## Requirement
Filter the data for lines with the word "glam", then copy every line so identified.

Records to process Block Start

//! Sky collaborators consumed by the water shader.
//!
//! Sky, aurora and cloud rendering live outside this crate. The shader only
//! samples them through [`SkyModel`], so hosts plug in their own. The bundled
//! [`GradientSky`] is a plain zenith/horizon gradient with a squared falloff,
//! enough for tools that have no sky of their own.

use brine_core::math::{mix3, saturate};
use brine_core::types::EnvironmentFlags;
use glam::{Vec3, Vec4};

/// Default sky zenith color (deep blue, looking straight up).
pub const DEFAULT_SKY_ZENITH: [f32; 3] = [0.1, 0.15, 0.4];

/// Default sky horizon color (warm haze at the horizon).
pub const DEFAULT_SKY_HORIZON: [f32; 3] = [0.5, 0.45, 0.35];

/// Default color of the thin band right at the horizon edge.
pub const DEFAULT_SKY_HORIZON_EDGE: [f32; 3] = [0.6, 0.5, 0.4];

/// Per-frame sky colors supplied by the host.
#[derive(Debug, Clone, Copy, PartialEq)]
pub struct SkyPalette {
    pub zenith: Vec3,
    pub horizon: Vec3,
    pub horizon_edge: Vec3,
}

impl Default for SkyPalette {
    fn default() -> Self {
        Self {
            zenith: Vec3::from(DEFAULT_SKY_ZENITH),
            horizon: Vec3::from(DEFAULT_SKY_HORIZON),
            horizon_edge: Vec3::from(DEFAULT_SKY_HORIZON_EDGE),
        }
    }
}

/// Everything a sky reflection lookup gets to see.
#[derive(Debug, Clone, Copy)]
pub struct SkyQuery {
    pub palette: SkyPalette,
    /// Bump-perturbed view direction (y holds the perturbed cosine).
    pub view_dir: Vec3,
    pub fog_color: Vec3,
    pub time: f32,
    /// Height of the viewer above the reflecting fragment.
    pub height: f32,
    pub rain: f32,
    pub env: EnvironmentFlags,
}

/// External sky, aurora and cloud functions.
///
/// Implementations must be pure: same inputs, same color.
pub trait SkyModel {
    /// Sky color seen along the reflected view direction.
    fn reflection(&self, query: &SkyQuery) -> Vec3;

    /// Aurora color (rgb) and coverage (a) at a projected sky position.
    fn aurora(&self, pos: Vec3, time: f32, rain: f32, fog_color: Vec3) -> Vec4;

    /// Cloud color (rgb) and coverage (a) at a projected sky position.
    fn clouds(&self, pos: Vec3, time: f32, rain: f32, palette: &SkyPalette) -> Vec4;
}

/// Zenith/horizon gradient sky without aurora or clouds.
#[derive(Debug, Clone, Copy, Default)]
pub struct GradientSky;

impl SkyModel for GradientSky {
    fn reflection(&self, query: &SkyQuery) -> Vec3 {
        if query.env.underwater {
            return query.fog_color;
        }
        let p = query.palette;
        let dir_y = query.view_dir.y;

        // Squared falloff toward the zenith; below the horizon fade to the edge color.
        let t = (dir_y * 0.5 + 0.5).powi(2);
        let sky = if dir_y >= 0.0 {
            mix3(p.horizon, p.zenith, t)
        } else {
            mix3(p.horizon, p.horizon_edge, saturate(-dir_y))
        };

        // Overcast skies wash out toward the fog color.
        mix3(sky, query.fog_color, saturate(query.rain) * 0.5)
    }

    fn aurora(&self, _pos: Vec3, _time: f32, _rain: f32, _fog_color: Vec3) -> Vec4 {
        Vec4::ZERO
    }

    fn clouds(&self, _pos: Vec3, _time: f32, _rain: f32, _palette: &SkyPalette) -> Vec4 {
        Vec4::ZERO
    }
}
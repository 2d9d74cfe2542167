//! Hash and value noise used for all procedural motion and bump detail.
//!
//! Pure functions of position (and time for the animated ones). The hash
//! constants are not interchangeable: callers rely on their specific banding.
//! Hashes that feed lattice noise run in f64 so coordinates in the thousands
//! do not alias.

use brine_core::constants::{
    FAST_HASH_SCALE, FAST_HASH_WEIGHTS, FBM_LITE_OCTAVES, FBM_OCTAVES, FBM_SHIFT, HASH_SCALE,
    HASH_WEIGHTS, PERM_MODULUS, PI_HALF, SWAY_HASH_SCALE,
};
use brine_core::math::{fract, fract64, hermite, mix, smoothstep};
use glam::{DVec3, DVec4, Vec2, Vec3};

/// Largest f32 below 1.0. Narrowing a fract close to 1 can otherwise round up.
const BELOW_ONE: f32 = 1.0 - f32::EPSILON / 2.0;

/// Lattice hash in [0, 1).
#[inline]
pub fn hash2(n: Vec2) -> f32 {
    let d = n.x as f64 * HASH_WEIGHTS[0] + n.y as f64 * HASH_WEIGHTS[1];
    (fract64(d.sin() * HASH_SCALE) as f32).min(BELOW_ONE)
}

/// `hash2` remapped through a smooth threshold band `[t.x, t.y]`.
#[inline]
pub fn hash_with_transition(n: Vec2, t: Vec2) -> f32 {
    smoothstep(t.x, t.y, hash2(n))
}

fn sway_hash(x: f64) -> f64 {
    fract64(x.sin() * SWAY_HASH_SCALE)
}

/// Smooth 1D noise for plant and lantern sway.
pub fn noise1d(x: f32) -> f32 {
    let x = x as f64;
    let x0 = x.floor();
    let t = x - x0;
    let t = t * t * (3.0 - 2.0 * t);
    let a = sway_hash(x0);
    let b = sway_hash(x0 + 1.0);
    ((a + (b - a) * t) as f32).min(BELOW_ONE)
}

/// Cheap hash in [0, 1) for displacement maps and puddles. Lower quality
/// than `hash2`.
#[inline]
pub fn fast_hash2(n: Vec2) -> f32 {
    let d = n.dot(Vec2::from(FAST_HASH_WEIGHTS));
    fract(FAST_HASH_SCALE * d.sin()).min(BELOW_ONE)
}

/// Animated displacement: cross-fades two cheap hashes of `pos.xz` with a
/// sine travelling along x + y.
pub fn displacement(pos: Vec3, t: f32) -> f32 {
    let w = 0.5 + 0.5 * (t * 1.7 + (pos.x + pos.y) * PI_HALF).sin();
    let xz = Vec2::new(pos.x, pos.z);
    mix(fast_hash2(xz), fast_hash2(xz + Vec2::ONE), w)
}

/// Bilinear value noise over `hash2` lattice corners with cubic smoothing.
pub fn value_noise2d(u: Vec2) -> f32 {
    let u0 = u.floor();
    let v = u - u0;
    let v = Vec2::new(hermite(v.x), hermite(v.y));

    let c0 = hash2(u0);
    let c1 = hash2(u0 + Vec2::new(1.0, 0.0));
    let c2 = hash2(u0 + Vec2::new(1.0, 1.0));
    let c3 = hash2(u0 + Vec2::new(0.0, 1.0));

    mix(mix(c0, c3, v.y), mix(c1, c2, v.y), v.x)
}

#[inline]
fn mod289(x: DVec4) -> DVec4 {
    x - (x * (1.0 / PERM_MODULUS)).floor() * PERM_MODULUS
}

#[inline]
fn perm(x: DVec4) -> DVec4 {
    mod289((x * 34.0 + 1.0) * x)
}

fn value_noise3d_f64(p: DVec3) -> f64 {
    let a = p.floor();
    let d = p - a;
    let d = d * d * (3.0 - 2.0 * d);

    let b = DVec4::new(a.x, a.x + 1.0, a.y, a.y + 1.0);
    let k1 = perm(DVec4::new(b.x, b.y, b.x, b.y));
    let k2 = perm(DVec4::new(k1.x, k1.y, k1.x, k1.y) + DVec4::new(b.z, b.z, b.w, b.w));

    let c = k2 + a.z;
    let k3 = perm(c);
    let k4 = perm(c + 1.0);

    let o1 = k3 * (1.0 / 41.0);
    let o1 = o1 - o1.floor();
    let o2 = k4 * (1.0 / 41.0);
    let o2 = o2 - o2.floor();

    let o3 = o2 * d.z + o1 * (1.0 - d.z);
    let o4x = o3.x * (1.0 - d.x) + o3.y * d.x;
    let o4y = o3.z * (1.0 - d.x) + o3.w * d.x;

    o4y * d.y + o4x * (1.0 - d.y)
}

/// Trilinear value noise over an 8-corner permutation hash.
pub fn value_noise3d(p: Vec3) -> f32 {
    (value_noise3d_f64(p.as_dvec3()) as f32).min(BELOW_ONE)
}

/// Sum of `octaves` value-noise octaves, doubling frequency and halving
/// amplitude each step. Presets share this so they stay nested.
fn fractal_sum(x: Vec3, octaves: u32) -> f32 {
    let shift = DVec3::splat(FBM_SHIFT as f64);
    let mut x = x.as_dvec3();
    let mut v = 0.0;
    let mut a = 0.5;
    for _ in 0..octaves {
        v += a * value_noise3d_f64(x);
        x = x * 2.0 + shift;
        a *= 0.5;
    }
    v as f32
}

/// Ten-octave fractal noise for terrain and sky detail.
pub fn fbm(x: Vec3) -> f32 {
    fractal_sum(x, FBM_OCTAVES)
}

/// Three-octave fractal noise, cheap enough for per-fragment water bump.
pub fn fbm_lite(x: Vec3) -> f32 {
    fractal_sum(x, FBM_LITE_OCTAVES)
}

Records to process Block End

## Answer below
use glam::{Vec3, Vec4};
use glam::{DVec3, DVec4, Vec2, Vec3};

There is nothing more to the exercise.